In retrospect, it was a mistake to watch Alita: Battle Angel (2019) on an airplane seatback TV, flattening its one undeniable asset: its look. Alas, beyond the visuals, there isn’t much to recommend this live-action science fiction anime from director Robert Rodriguez. The story begins when a cyborg head and torso is located in a trash heap by Ido (Christoph Waltz), who fashions a new body for it and christens the result “Alita” (a CGI-ified Rosa Salazar). Alita doesn’t remember anything about her life before the junkyard, but as she develops a loving daughter/father relationship with Ido and makes friends with parkourific street punk Hugo (Keean Johnson), it quickly becomes clear that she has a history—and some residual programming. Indeed, she is instinctively a lethal, action-adventure badass, and as it turns out there’s plenty of threats in this urban dystopia to make use of her talents.

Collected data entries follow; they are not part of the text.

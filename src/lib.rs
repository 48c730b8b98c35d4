//! BlockScript: an embeddable, statically typed scripting language with
//! vector math, compiled to a compact stack bytecode.
//!
//! A host creates a [`BlockScriptManager`], registers its own types and
//! functions in [`BlockLib`]s, compiles a [`BlockScript`] and runs it on one
//! or more [`BsVmState`]s.

pub mod builder;
pub mod bytecode;
pub mod frontend;
pub mod lang;
pub mod runtime;
pub mod script;

pub use lang::value::Value;
pub use runtime::{BsVm, BsVmState, HostEnvironment, RuntimeError, VmConfig, VmError};
pub use script::{BlockLib, BlockScript, BlockScriptManager, ScriptError, ScriptStatus};
//! Host hooks into compilation.

pub use crate::frontend::preprocessor::FileIncluder;

/// Receives compilation progress and every error as it is reported.
/// All methods are optional.
pub trait CompilerListener: Send {
    fn on_compilation_begin(&mut self) {}

    /// `token` is the offending token's text, empty when there is none.
    fn on_compilation_error(&mut self, _line: usize, _message: &str, _token: &str) {}

    fn on_compilation_end(&mut self, _success: bool) {}
}

/// Reads includes from the filesystem, relative to a root directory.
#[derive(Debug, Clone)]
pub struct DirIncluder {
    root: std::path::PathBuf,
}

impl DirIncluder {
    pub fn new(root: impl Into<std::path::PathBuf>) -> Self {
        DirIncluder { root: root.into() }
    }
}

impl FileIncluder for DirIncluder {
    fn open(&mut self, path: &str) -> std::io::Result<String> {
        std::fs::read_to_string(self.root.join(path))
    }
}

Alita: Battle Angel is a visual feast of skiffy eyeball kicks and engaging, coherent action choreography. Alita is a likable enough Uncanny Valley manga heroine, and the film’s capabale cast includes Mahershala Ali, Jennifer Connelly, and Ed Skrein, among others. Unfortunately, despite aiming for the right emotional buttons, it never quite punches them, coming across as hollow spectacle. The plot is a scattered, episodic mess, the dialogue is pro forma, and overall nothing about it feels all that authentic. It’s a diverting technical achievement, but otherwise an underwhelming experience.